[MATERIAL FOR THE TASK — start]

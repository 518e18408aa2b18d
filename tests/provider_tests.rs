use serde_json::json;
use wiremock::matchers::{body_partial_json, header, method, path};
use wiremock::{Mock, MockServer, ResponseTemplate};

use clauselens::classify::{ClassifierConfig, ClassifierProvider, ClassifyError, HttpClassifier};
use clauselens::llm::{LLMConfig, LLMError, LLMParams, OpenAIClient, Provider};

fn classifier_config(server: &MockServer) -> ClassifierConfig {
    ClassifierConfig {
        endpoint: format!("{}/classify", server.uri()),
        api_key: Some("test-key".to_string()),
        ..Default::default()
    }
}

fn llm_config(server: &MockServer) -> LLMConfig {
    LLMConfig {
        api_endpoint: Some(format!("{}/v1", server.uri())),
        api_key: Some("test-key".to_string()),
        ..Default::default()
    }
}

#[tokio::test]
async fn classifier_returns_highest_scoring_label() {
    let server = MockServer::start().await;
    Mock::given(method("POST"))
        .and(path("/classify"))
        .and(header("authorization", "Bearer test-key"))
        .respond_with(ResponseTemplate::new(200).set_body_json(json!([[
            { "label": "LABEL_2", "score": 0.05 },
            { "label": "LABEL_41", "score": 0.91 },
            { "label": "LABEL_33", "score": 0.04 }
        ]])))
        .mount(&server)
        .await;

    let classifier = HttpClassifier::new(classifier_config(&server)).unwrap();
    let id = classifier
        .classify("Either party may terminate this Agreement.")
        .await
        .unwrap();
    assert_eq!(id, 41);
}

#[tokio::test]
async fn classifier_error_status_is_unavailable() {
    let server = MockServer::start().await;
    Mock::given(method("POST"))
        .and(path("/classify"))
        .respond_with(ResponseTemplate::new(503))
        .mount(&server)
        .await;

    let classifier = HttpClassifier::new(classifier_config(&server)).unwrap();
    let err = classifier.classify("some clause text").await.unwrap_err();
    assert!(matches!(err, ClassifyError::Unavailable(_)));
}

#[tokio::test]
async fn classifier_rejects_malformed_predictions() {
    let server = MockServer::start().await;
    Mock::given(method("POST"))
        .and(path("/classify"))
        .respond_with(ResponseTemplate::new(200).set_body_json(json!({ "oops": true })))
        .mount(&server)
        .await;

    let classifier = HttpClassifier::new(classifier_config(&server)).unwrap();
    let err = classifier.classify("some clause text").await.unwrap_err();
    assert!(matches!(err, ClassifyError::InvalidResponse(_)));
}

#[tokio::test]
async fn openai_client_parses_chat_completion() {
    let server = MockServer::start().await;
    Mock::given(method("POST"))
        .and(path("/v1/chat/completions"))
        .and(header("authorization", "Bearer test-key"))
        .and(body_partial_json(json!({ "temperature": 0.0 })))
        .respond_with(ResponseTemplate::new(200).set_body_json(json!({
            "choices": [
                { "message": { "content": "  A concise legal summary.  " } }
            ],
            "usage": { "total_tokens": 128 },
            "model": "gpt-4.1-mini"
        })))
        .mount(&server)
        .await;

    let client = OpenAIClient::new(llm_config(&server)).unwrap();
    let params = LLMParams {
        temperature: 0.0,
        ..Default::default()
    };
    let response = client.complete("summarize this", &params).await.unwrap();
    assert_eq!(response.text, "A concise legal summary.");
    assert_eq!(response.tokens_used, Some(128));
    assert_eq!(response.model, "gpt-4.1-mini");
}

#[tokio::test]
async fn openai_client_surfaces_error_status() {
    let server = MockServer::start().await;
    Mock::given(method("POST"))
        .and(path("/v1/chat/completions"))
        .respond_with(ResponseTemplate::new(500).set_body_string("boom"))
        .mount(&server)
        .await;

    let client = OpenAIClient::new(llm_config(&server)).unwrap();
    let err = client
        .complete("summarize this", &LLMParams::default())
        .await
        .unwrap_err();
    assert!(matches!(err, LLMError::RequestFailed(_)));
}

#[tokio::test]
async fn openai_client_requires_an_api_key() {
    let client = OpenAIClient::new(LLMConfig {
        api_key: None,
        ..Default::default()
    })
    .unwrap();

    let err = client
        .complete("summarize this", &LLMParams::default())
        .await
        .unwrap_err();
    assert!(matches!(err, LLMError::ConfigError(_)));
}
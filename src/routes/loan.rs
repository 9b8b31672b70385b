//! Loan route definitions

use axum::{
    routing::{get, post},
    Router,
};

use crate::handlers::{calculate_loan, get_loan};
use crate::app_state::AppState;

pub fn loan_routes() -> Router<AppState> {
    Router::new()
        .route("/api/loans/calculate-loan", post(calculate_loan))
        .route("/api/loans/:id", get(get_loan))
}
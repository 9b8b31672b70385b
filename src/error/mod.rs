//! Centralized API error handling
//!
//! A single error type for HTTP responses. Validation failures are answered
//! with a bare JSON array of messages; everything else uses an
//! `{"error": {"code", "message"}}` envelope.

use axum::{
    http::StatusCode,
    response::{IntoResponse, Response},
    Json,
};
use serde::Serialize;
use thiserror::Error;
use validator::ValidationErrors;

use crate::store::StoreError;

/// Message returned to clients for server-side failures
const GENERIC_SERVER_ERROR: &str = "Something went wrong";

/// API error type with HTTP status code mapping
#[derive(Error, Debug)]
pub enum ApiError {
    #[error("{0}")]
    NotFound(String),

    #[error("{0}")]
    BadRequest(String),

    #[error("{0}")]
    Unauthorized(String),

    #[error("{0}")]
    Conflict(String),

    #[error("Validation failed: {}", .0.join(", "))]
    Validation(Vec<String>),

    #[error("Internal server error: {0}")]
    InternalError(String),

    #[error("Database error: {0}")]
    DatabaseError(String),
}

/// JSON error response body
#[derive(Serialize)]
pub struct ErrorResponse {
    pub error: ErrorDetails,
}

/// Error details in the response
#[derive(Serialize)]
pub struct ErrorDetails {
    pub code: String,
    pub message: String,
}

impl ApiError {
    pub fn error_code(&self) -> &'static str {
        match self {
            ApiError::NotFound(_) => "NOT_FOUND",
            ApiError::BadRequest(_) => "BAD_REQUEST",
            ApiError::Unauthorized(_) => "UNAUTHORIZED",
            ApiError::Conflict(_) => "CONFLICT",
            ApiError::Validation(_) => "VALIDATION_ERROR",
            ApiError::InternalError(_) => "INTERNAL_ERROR",
            ApiError::DatabaseError(_) => "DATABASE_ERROR",
        }
    }

    pub fn status_code(&self) -> StatusCode {
        match self {
            ApiError::NotFound(_) => StatusCode::NOT_FOUND,
            ApiError::BadRequest(_) | ApiError::Validation(_) => StatusCode::BAD_REQUEST,
            ApiError::Unauthorized(_) => StatusCode::UNAUTHORIZED,
            ApiError::Conflict(_) => StatusCode::CONFLICT,
            ApiError::InternalError(_) | ApiError::DatabaseError(_) => {
                StatusCode::INTERNAL_SERVER_ERROR
            }
        }
    }

    fn is_server_error(&self) -> bool {
        self.status_code().is_server_error()
    }
}

impl IntoResponse for ApiError {
    fn into_response(self) -> Response {
        let status = self.status_code();
        let error_code = self.error_code();

        if self.is_server_error() {
            tracing::error!(error = %self, code = %error_code, "Server error occurred");
        } else {
            tracing::debug!(error = %self, code = %error_code, "Client error occurred");
        }

        if let ApiError::Validation(messages) = self {
            return (status, Json(messages)).into_response();
        }

        let message = if self.is_server_error() {
            GENERIC_SERVER_ERROR.to_string()
        } else {
            self.to_string()
        };

        let body = ErrorResponse {
            error: ErrorDetails {
                code: error_code.to_string(),
                message,
            },
        };

        (status, Json(body)).into_response()
    }
}

/// Flatten validator output into human-readable messages, ordered by field
pub fn validation_messages(errors: &ValidationErrors) -> Vec<String> {
    let mut fields: Vec<_> = errors.field_errors().into_iter().collect();
    fields.sort_by_key(|(field, _)| *field);

    fields
        .into_iter()
        .flat_map(|(field, field_errors)| {
            field_errors.iter().map(move |error| match &error.message {
                Some(message) => message.to_string(),
                None => format!("{} is invalid", field),
            })
        })
        .collect()
}

impl From<ValidationErrors> for ApiError {
    fn from(err: ValidationErrors) -> Self {
        ApiError::Validation(validation_messages(&err))
    }
}

impl From<StoreError> for ApiError {
    fn from(err: StoreError) -> Self {
        match err {
            StoreError::NotFound => ApiError::NotFound("Resource not found".to_string()),
            StoreError::UniqueViolation(message) => ApiError::Conflict(message),
            StoreError::ConstraintViolation(message) => ApiError::BadRequest(message),
            StoreError::Database(message) => ApiError::DatabaseError(message),
        }
    }
}

/// Result type alias using ApiError
pub type ApiResult<T> = Result<T, ApiError>;
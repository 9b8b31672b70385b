//! User route definitions

use axum::{
    routing::{get, post},
    Router,
};

use crate::handlers::{current_user, get_user, login, register};
use crate::app_state::AppState;

pub fn user_routes() -> Router<AppState> {
    Router::new()
        .route("/api/users/register", post(register))
        .route("/api/users/login", post(login))
        .route("/api/users/me", get(current_user))
        .route("/api/users/:id", get(get_user))
}
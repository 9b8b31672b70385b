//! Loan amortization engine
//!
//! Computes the fixed periodic payment of an amortizing loan and the full
//! payment-by-payment schedule (interest/principal split and running
//! balance). Everything here is pure, synchronous arithmetic.

mod payment;
mod rounding;
mod schedule;

pub use payment::{calculate_payment, monthly_rate, period_rate};
pub use rounding::round_to_cents;
pub use schedule::{generate_schedule, AmortizationResult, ScheduledPayment};

use thiserror::Error;

use crate::models::{InterestRateType, RepaymentFrequency};

/// Longest accepted term (100 years)
pub const MAX_TERM_MONTHS: u32 = 1200;

/// Reasons a set of loan terms cannot be amortized
#[derive(Error, Debug, Clone, PartialEq)]
pub enum AmortizationError {
    #[error("Principal amount must be greater than zero")]
    InvalidPrincipal,

    #[error("Interest rate must be zero or greater")]
    InvalidInterestRate,

    #[error("Loan term must be at least one month")]
    EmptyTerm,

    #[error("Loan term must not exceed {MAX_TERM_MONTHS} months")]
    TermTooLong,

    #[error("Yearly repayment requires a term in whole years, got {0} months")]
    PartialYearTerm(u32),

    #[error("Payment date is out of range")]
    DateOutOfRange,

    #[error("Loan payment is too large to compute")]
    PaymentOverflow,
}

/// Normalized terms of a single loan
#[derive(Debug, Clone, Copy, PartialEq)]
pub struct LoanTerms {
    /// Amount borrowed
    pub principal: f64,
    /// Nominal rate in percent (5 means 5%)
    pub interest_rate: f64,
    pub term_months: u32,
    /// Whether `interest_rate` is already monthly or annual
    pub interest_rate_type: InterestRateType,
    pub repayment_frequency: RepaymentFrequency,
}

impl LoanTerms {
    pub fn new(
        principal: f64,
        interest_rate: f64,
        term_months: u32,
        interest_rate_type: InterestRateType,
        repayment_frequency: RepaymentFrequency,
    ) -> Result<Self, AmortizationError> {
        let terms = Self {
            principal,
            interest_rate,
            term_months,
            interest_rate_type,
            repayment_frequency,
        };
        terms.validate()?;
        Ok(terms)
    }

    /// Build terms from a term expressed as years plus months
    pub fn from_years_and_months(
        principal: f64,
        interest_rate: f64,
        years: u32,
        months: u32,
        interest_rate_type: InterestRateType,
        repayment_frequency: RepaymentFrequency,
    ) -> Result<Self, AmortizationError> {
        let term_months = years
            .checked_mul(12)
            .and_then(|m| m.checked_add(months))
            .ok_or(AmortizationError::TermTooLong)?;

        Self::new(
            principal,
            interest_rate,
            term_months,
            interest_rate_type,
            repayment_frequency,
        )
    }

    /// Check the terms can be amortized without dividing by zero
    pub fn validate(&self) -> Result<(), AmortizationError> {
        if !self.principal.is_finite() || self.principal <= 0.0 {
            return Err(AmortizationError::InvalidPrincipal);
        }
        if !self.interest_rate.is_finite() || self.interest_rate < 0.0 {
            return Err(AmortizationError::InvalidInterestRate);
        }
        if self.term_months == 0 {
            return Err(AmortizationError::EmptyTerm);
        }
        if self.term_months > MAX_TERM_MONTHS {
            return Err(AmortizationError::TermTooLong);
        }
        if self.repayment_frequency == RepaymentFrequency::Annual && self.term_months % 12 != 0 {
            return Err(AmortizationError::PartialYearTerm(self.term_months));
        }
        Ok(())
    }

    /// Number of payments over the term
    pub fn period_count(&self) -> u32 {
        self.term_months / self.repayment_frequency.months_per_period()
    }

    /// Interest rate applied to the balance each period, as a fraction
    pub fn period_rate(&self) -> f64 {
        period_rate(
            self.interest_rate,
            self.interest_rate_type,
            self.repayment_frequency,
        )
    }
}
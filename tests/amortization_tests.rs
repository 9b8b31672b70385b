//! Amortization engine properties
//!
//! Checks the payment formula and schedule invariants across a spread of
//! loan shapes, independent of storage and HTTP.

use approx::assert_abs_diff_eq;
use chrono::{DateTime, TimeZone, Utc};

use loancalc_server::amortization::{
    calculate_payment, generate_schedule, AmortizationError, LoanTerms,
};
use loancalc_server::models::{InterestRateType, RepaymentFrequency};

fn start() -> DateTime<Utc> {
    Utc.with_ymd_and_hms(2024, 5, 10, 8, 0, 0).unwrap()
}

fn sample_loans() -> Vec<LoanTerms> {
    let shapes = [
        (10000.0, 1.0, 12, InterestRateType::Monthly, RepaymentFrequency::Monthly),
        (250000.0, 4.5, 360, InterestRateType::Annual, RepaymentFrequency::Monthly),
        (20000.0, 5.0, 48, InterestRateType::Annual, RepaymentFrequency::Annual),
        (5000.0, 0.0, 10, InterestRateType::Annual, RepaymentFrequency::Monthly),
        (1234.56, 0.75, 27, InterestRateType::Monthly, RepaymentFrequency::Monthly),
        (75000.0, 1.2, 120, InterestRateType::Monthly, RepaymentFrequency::Annual),
    ];

    shapes
        .into_iter()
        .map(|(principal, rate, months, rate_type, frequency)| {
            LoanTerms::new(principal, rate, months, rate_type, frequency).unwrap()
        })
        .collect()
}

// ============================================================================
// Payment Formula
// ============================================================================

#[test]
fn test_monthly_rate_one_percent_over_a_year() {
    let terms = LoanTerms::new(
        10000.0,
        1.0,
        12,
        InterestRateType::Monthly,
        RepaymentFrequency::Monthly,
    )
    .unwrap();

    let payment = calculate_payment(&terms);
    assert_abs_diff_eq!(payment, 10000.0 * 0.01 / (1.0 - 1.01_f64.powi(-12)), epsilon = 1e-9);
    assert_abs_diff_eq!(payment, 888.49, epsilon = 0.005);

    let result = generate_schedule(&terms, start()).unwrap();
    assert_eq!(result.schedule.len(), 12);
    assert!(result.schedule.last().unwrap().balance <= 0.01);
}

#[test]
fn test_payment_is_deterministic() {
    for terms in sample_loans() {
        assert_eq!(
            calculate_payment(&terms).to_bits(),
            calculate_payment(&terms).to_bits()
        );
    }
}

#[test]
fn test_zero_rate_splits_principal_evenly() {
    let terms = LoanTerms::new(
        5000.0,
        0.0,
        10,
        InterestRateType::Annual,
        RepaymentFrequency::Monthly,
    )
    .unwrap();

    let result = generate_schedule(&terms, start()).unwrap();
    assert_eq!(result.payment, 500.0);
    assert!(result.schedule.iter().all(|p| p.interest_paid == 0.0));
    assert_eq!(result.total_to_be_paid, 5000.0);
}

// ============================================================================
// Schedule Invariants
// ============================================================================

#[test]
fn test_schedule_length_matches_period_count() {
    for terms in sample_loans() {
        let expected = match terms.repayment_frequency {
            RepaymentFrequency::Monthly => terms.term_months,
            RepaymentFrequency::Annual => terms.term_months / 12,
        };
        let result = generate_schedule(&terms, start()).unwrap();
        assert_eq!(result.schedule.len(), expected as usize);
    }
}

#[test]
fn test_principal_paid_sums_to_principal() {
    for terms in sample_loans() {
        let result = generate_schedule(&terms, start()).unwrap();
        let repaid: f64 = result.schedule.iter().map(|p| p.principal_paid).sum();
        let tolerance = 0.01 * result.schedule.len() as f64;

        assert_abs_diff_eq!(repaid, terms.principal, epsilon = tolerance);
    }
}

#[test]
fn test_balance_never_increases_or_goes_negative() {
    for terms in sample_loans() {
        let result = generate_schedule(&terms, start()).unwrap();

        let mut previous = terms.principal;
        for payment in &result.schedule {
            assert!(payment.balance >= 0.0);
            assert!(payment.balance <= previous);
            previous = payment.balance;
        }
        assert!(previous <= 0.01);
    }
}

#[test]
fn test_total_is_payment_times_periods() {
    for terms in sample_loans() {
        let result = generate_schedule(&terms, start()).unwrap();
        let expected = result.payment * result.schedule.len() as f64;

        assert_abs_diff_eq!(result.total_to_be_paid, expected, epsilon = 0.01);
    }
}

#[test]
fn test_payment_dates_strictly_increase() {
    for terms in sample_loans() {
        let result = generate_schedule(&terms, start()).unwrap();
        let mut previous = start();
        for payment in &result.schedule {
            assert!(payment.payment_date > previous);
            previous = payment.payment_date;
        }
    }
}

// ============================================================================
// Rejected Terms
// ============================================================================

#[test]
fn test_zero_length_term_is_rejected() {
    let result = LoanTerms::from_years_and_months(
        10000.0,
        5.0,
        0,
        0,
        InterestRateType::Annual,
        RepaymentFrequency::Monthly,
    );
    assert_eq!(result, Err(AmortizationError::EmptyTerm));
}

#[test]
fn test_negative_rate_is_rejected() {
    let result = LoanTerms::new(
        10000.0,
        -1.0,
        12,
        InterestRateType::Annual,
        RepaymentFrequency::Monthly,
    );
    assert_eq!(result, Err(AmortizationError::InvalidInterestRate));
}

#[test]
fn test_partial_year_with_yearly_repayment_is_rejected() {
    let result = LoanTerms::from_years_and_months(
        10000.0,
        5.0,
        1,
        6,
        InterestRateType::Annual,
        RepaymentFrequency::Annual,
    );
    assert_eq!(result, Err(AmortizationError::PartialYearTerm(18)));
}
//! Password hashing

use thiserror::Error;

#[derive(Error, Debug)]
pub enum PasswordError {
    #[error("Password hashing failed: {0}")]
    HashFailed(String),

    #[error("Stored password hash is malformed: {0}")]
    MalformedHash(String),
}

pub fn hash_password(password: &str, cost: u32) -> Result<String, PasswordError> {
    bcrypt::hash(password, cost).map_err(|e| PasswordError::HashFailed(e.to_string()))
}

pub fn verify_password(password: &str, hash: &str) -> Result<bool, PasswordError> {
    bcrypt::verify(password, hash).map_err(|e| PasswordError::MalformedHash(e.to_string()))
}
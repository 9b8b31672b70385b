//! PostgreSQL pool and schema for the loan store

use sqlx::migrate::{MigrateError, Migrator};
use sqlx::postgres::{PgPool, PgPoolOptions};
use std::time::Duration;

use crate::config::Config;

/// Users, loans and amortization schedules
static MIGRATOR: Migrator = sqlx::migrate!("./migrations");

#[derive(Debug, thiserror::Error)]
pub enum DbError {
    #[error("Cannot reach loan database at {url}: {source}")]
    Connect {
        url: String,
        #[source]
        source: sqlx::Error,
    },

    #[error("Loan schema migration failed: {0}")]
    Migrate(#[from] MigrateError),

    #[error("Loan database did not answer: {0}")]
    Unreachable(#[source] sqlx::Error),
}

/// Pool sized by `DB_MAX_CONNECTIONS`; calculations hold a connection only
/// for the duration of one loan transaction.
pub async fn create_pool(config: &Config) -> Result<PgPool, DbError> {
    let url = config.database_url_masked();

    let pool = PgPoolOptions::new()
        .max_connections(config.db_max_connections)
        .acquire_timeout(Duration::from_secs(5))
        .idle_timeout(Duration::from_secs(600))
        .connect(&config.database_url)
        .await
        .map_err(|source| DbError::Connect {
            url: url.clone(),
            source,
        })?;

    tracing::info!(
        database = %url,
        max_connections = config.db_max_connections,
        "Loan database pool ready"
    );

    Ok(pool)
}

/// Bring the users/loans/amortization_schedules schema up to date
pub async fn run_migrations(pool: &PgPool) -> Result<(), DbError> {
    MIGRATOR.run(pool).await?;

    tracing::info!(migrations = MIGRATOR.iter().count(), "Loan schema up to date");

    Ok(())
}

/// Round trip used by `/health`
pub async fn check_health(pool: &PgPool) -> Result<(), DbError> {
    sqlx::query("SELECT 1")
        .execute(pool)
        .await
        .map_err(DbError::Unreachable)?;

    Ok(())
}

[MATERIAL FOR THE TASK — finish]

WHAT YOU WILL DO. From the line holding "#[derive(Debug, thiserror::Error)]" to the line holding "pub async fn create_pool(config: &Config)", inclusive, restate each line above exactly as written.

REPLY.
#[derive(Debug, thiserror::Error)]
pub enum DbError {
    #[error("Cannot reach loan database at {url}: {source}")]
    Connect {
        url: String,
        #[source]
        source: sqlx::Error,
    },

    #[error("Loan schema migration failed: {0}")]
    Migrate(#[from] MigrateError),

    #[error("Loan database did not answer: {0}")]
    Unreachable(#[source] sqlx::Error),
}

/// Pool sized by `DB_MAX_CONNECTIONS`; calculations hold a connection only
/// for the duration of one loan transaction.
pub async fn create_pool(config: &Config) -> Result<PgPool, DbError> {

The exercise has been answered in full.